Using the National Ambulatory Medical Care Survey from 2002 to 2006, the investigators analyzed data from 1114 children aged 6 months to 12 years who were diagnosed with AOM in US physicians' offices. They also made comparisons for the 30-month periods before and after the guideline was released in 2004. The main endpoint of the study was the rate of encounters with no reported antibiotic-prescribing, and secondary endpoints were predictors of encounters at which no antibiotic-prescribing was reported and rates of antibiotic- and analgesic-prescribing.

After guideline publication, the rate of AOM encounters at which no antibiotic prescribing was reported did not change significantly (11% - 16%; P = .103). Absence of ear pain, absence of reported fever, and receipt of an analgesic prescription independently predicted encounters at which no antibiotic-prescribing was reported.

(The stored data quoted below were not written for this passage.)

//! core::sites
//!
//! Named site discovery and loading.
//!
//! # Overview
//!
//! A named site is a reusable `{host, parent_path}` shortcut selected with
//! `-X <name>`. Sites live as files in a single directory (by default
//! `~/.mkgit`):
//!
//! - `site-<name>.toml` (canonical)
//! - `<name>.conf` (legacy `KEY=VALUE` lines: `GITHOST`, `PARENT`, `REPOLINK`)
//!
//! Legacy sites connect as `git@GITHOST` unless `GITHOST` names a user, and
//! default `PARENT` to the remote login directory.
//!
//! When both exist for one name, the TOML file wins. Files are plain data;
//! nothing in them is executed.
//!
//! # Example
//!
//! ```toml
//! # ~/.mkgit/site-home.toml
//! host = "git@git.example.org"
//! parent_path = "/srv/git"
//! repo_link_dir = "/srv/git/public"
//! visibility = "private"
//! ```

use std::collections::BTreeMap;
use std::fs;
use std::path::{Path, PathBuf};

use serde::{Deserialize, Serialize};
use thiserror::Error;

use super::types::Visibility;

/// Filename prefix of canonical site files.
pub const SITE_FILE_PREFIX: &str = "site-";

/// Extension of canonical site files.
const SITE_FILE_EXT: &str = ".toml";

/// Extension of legacy site files.
const LEGACY_FILE_EXT: &str = ".conf";

/// Login used for legacy `GITHOST` values that name no user.
const LEGACY_SSH_USER: &str = "git";

/// Parent of legacy sites without `PARENT`: the remote login directory.
const LEGACY_DEFAULT_PARENT: &str = "~";

/// Errors from site operations.
#[derive(Debug, Error)]
pub enum SiteError {
    #[error("unknown site '{name}' (known sites: {})", display_known(.known))]
    UnknownSite { name: String, known: Vec<String> },

    #[error("failed to read site file '{path}': {source}")]
    ReadError {
        path: PathBuf,
        source: std::io::Error,
    },

    #[error("failed to parse site file '{path}': {message}")]
    ParseError { path: PathBuf, message: String },
}

fn display_known(known: &[String]) -> String {
    if known.is_empty() {
        "none".to_string()
    } else {
        known.join(", ")
    }
}

/// A loaded named site.
#[derive(Debug, Clone, PartialEq, Eq)]
pub struct SiteDefinition {
    pub name: String,
    pub host: String,
    pub parent_path: String,
    pub repo_link_dir: Option<String>,
    pub visibility: Option<Visibility>,
}

/// On-disk shape of `site-<name>.toml`.
#[derive(Debug, Clone, Default, Serialize, Deserialize, PartialEq)]
#[serde(deny_unknown_fields)]
struct SiteFile {
    host: String,
    parent_path: String,
    #[serde(default)]
    repo_link_dir: Option<String>,
    #[serde(default)]
    visibility: Option<Visibility>,
}

/// Where a discovered site is defined.
#[derive(Debug, Clone, PartialEq, Eq)]
enum SiteSource {
    Toml(PathBuf),
    Legacy(PathBuf),
}

/// The set of named sites available to this invocation.
///
/// Discovery only records file names; a site's contents are parsed when
/// it is loaded, so one malformed file does not break unrelated targets.
#[derive(Debug, Clone, Default)]
pub struct SiteRegistry {
    sites: BTreeMap<String, SiteSource>,
}

impl SiteRegistry {
    /// A registry with no sites.
    pub fn empty() -> Self {
        Self::default()
    }

    /// The default site directory, `~/.mkgit`.
    pub fn default_dir() -> Option<PathBuf> {
        dirs::home_dir().map(|home| home.join(".mkgit"))
    }

    /// Scan `dir` for site files.
    ///
    /// A missing directory yields an empty registry.
    pub fn discover(dir: &Path) -> Result<Self, SiteError> {
        let mut registry = Self::empty();
        if !dir.is_dir() {
            return Ok(registry);
        }

        let entries = fs::read_dir(dir).map_err(|e| SiteError::ReadError {
            path: dir.to_path_buf(),
            source: e,
        })?;

        let mut legacy = Vec::new();
        for entry in entries {
            let entry = entry.map_err(|e| SiteError::ReadError {
                path: dir.to_path_buf(),
                source: e,
            })?;
            let path = entry.path();
            if !path.is_file() {
                continue;
            }
            let Some(file_name) = path.file_name().and_then(|n| n.to_str()) else {
                continue;
            };

            if let Some(name) = file_name
                .strip_prefix(SITE_FILE_PREFIX)
                .and_then(|rest| rest.strip_suffix(SITE_FILE_EXT))
            {
                if !name.is_empty() {
                    registry
                        .sites
                        .insert(name.to_string(), SiteSource::Toml(path.clone()));
                }
            } else if let Some(name) = file_name.strip_suffix(LEGACY_FILE_EXT) {
                if !name.is_empty() {
                    legacy.push((name.to_string(), path.clone()));
                }
            }
        }

        for (name, path) in legacy {
            registry
                .sites
                .entry(name)
                .or_insert(SiteSource::Legacy(path));
        }

        Ok(registry)
    }

    /// Names of all discovered sites, sorted.
    pub fn list_sites(&self) -> Vec<&str> {
        self.sites.keys().map(String::as_str).collect()
    }

    /// Whether `name` is a discovered site.
    pub fn contains(&self, name: &str) -> bool {
        self.sites.contains_key(name)
    }

    /// Load the definition for `name`.
    ///
    /// # Errors
    ///
    /// - [`SiteError::UnknownSite`] if no site file matches `name`
    /// - [`SiteError::ReadError`] / [`SiteError::ParseError`] for bad files
    pub fn load_site(&self, name: &str) -> Result<SiteDefinition, SiteError> {
        match self.sites.get(name) {
            Some(SiteSource::Toml(path)) => load_toml(name, path),
            Some(SiteSource::Legacy(path)) => load_legacy(name, path),
            None => Err(SiteError::UnknownSite {
                name: name.to_string(),
                known: self.sites.keys().cloned().collect(),
            }),
        }
    }
}

fn read(path: &Path) -> Result<String, SiteError> {
    fs::read_to_string(path).map_err(|e| SiteError::ReadError {
        path: path.to_path_buf(),
        source: e,
    })
}

fn parse_error(path: &Path, message: impl Into<String>) -> SiteError {
    SiteError::ParseError {
        path: path.to_path_buf(),
        message: message.into(),
    }
}

fn load_toml(name: &str, path: &Path) -> Result<SiteDefinition, SiteError> {
    let file: SiteFile =
        toml::from_str(&read(path)?).map_err(|e| parse_error(path, e.to_string()))?;

    build(name, path, file.host, file.parent_path, file.repo_link_dir, file.visibility)
}

fn load_legacy(name: &str, path: &Path) -> Result<SiteDefinition, SiteError> {
    let contents = read(path)?;

    let mut host = None;
    let mut parent = None;
    let mut repo_link = None;
    for (i, line) in contents.lines().enumerate() {
        let line = line.trim();
        if line.is_empty() || line.starts_with('#') {
            continue;
        }
        let (var, val) = line
            .split_once('=')
            .ok_or_else(|| parse_error(path, format!("line {}: expected VAR=value", i + 1)))?;
        let val = val.trim().to_string();
        match var.trim() {
            "GITHOST" => host = Some(val),
            "PARENT" => parent = Some(val),
            "REPOLINK" => repo_link = Some(val),
            other => {
                return Err(parse_error(
                    path,
                    format!("line {}: unknown config variable '{}'", i + 1, other),
                ))
            }
        }
    }

    let host = host.ok_or_else(|| parse_error(path, "no GITHOST"))?;
    let host = if host.is_empty() || host.contains('@') {
        host
    } else {
        format!("{}@{}", LEGACY_SSH_USER, host)
    };
    let parent = parent.unwrap_or_else(|| LEGACY_DEFAULT_PARENT.to_string());
    build(name, path, host, parent, repo_link, None)
}

fn build(
    name: &str,
    path: &Path,
    host: String,
    parent_path: String,
    repo_link_dir: Option<String>,
    visibility: Option<Visibility>,
) -> Result<SiteDefinition, SiteError> {
    if host.is_empty() {
        return Err(parse_error(path, "host cannot be empty"));
    }
    if parent_path.is_empty() {
        return Err(parse_error(path, "parent path cannot be empty"));
    }

    Ok(SiteDefinition {
        name: name.to_string(),
        host,
        parent_path,
        repo_link_dir: repo_link_dir.filter(|d| !d.is_empty()),
        visibility,
    })
}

Changes after guideline publication were increased rate of amoxicillin-prescribing (40% - 49%; P = .039), decreased rate of amoxicillin/clavulanate-prescribing (23% - 16%; P = .043), increased rate of cefdinir-prescribing (7% - 14%; P = .004), and increased rate of analgesic-prescribing (14% - 24%; P = .038).

"Although management of AOM without antibiotics has not increased after the publication of the 2004 American Academy of Pediatrics and American Academy of Family Physicians clinical practice guideline, children who did not receive antibiotics were more likely to have mild infections," the study authors write. "In accordance with the guideline, the prescribing of amoxicillin and analgesics has increased. Contrary to the guideline, the prescribing of amoxicillin/clavulanate has decreased, whereas the prescribing of cefdinir has increased."

Limitations of this study include retrospective nature of the data, inclusion of data immediately after the release of the guideline (which may not have allowed sufficient time for adopting the guideline recommendations), exclusion of telephone and email contact information, and inability to distinguish between the prescribing of high-dose vs standard-dose amoxicillin.

"It is encouraging that after the publication of the guideline, amoxicillin-prescribing has increased and the pain associated with AOM is more frequently being treated," the study authors conclude.

In an accompanying editorial, Robert M. Siegel, MD, from Cincinnati Children's Hospital Medical Center in Cincinnati, Ohio, notes that educating patients and families regarding antibiotic use and ensuring that the child's ear pain is adequately managed will lead to decreased antibiotic use and better patient satisfaction.

"Today's patients and families are more medically sophisticated than the last generation, because they have greater access to information through the Internet and its educational resources such as wikis and blogs," Dr. Siegel writes. "Health care providers should embrace and encourage this empowerment and involve patients in shared decision-making regarding whether to use antibiotics for otitis media. With the assurance of a pediatrician that prescribed analgesics will probably remove their child's pain, patients will appreciate being asked to participate in the decision as to when to fill an antibiotic prescription for AOM."

The study authors have disclosed no relevant financial relationships. Dr.?Siegel is a member of the Scientific Advisory Board of Atkins Nutritionals, Inc.

Pediatrics. Published online January 25, 2010.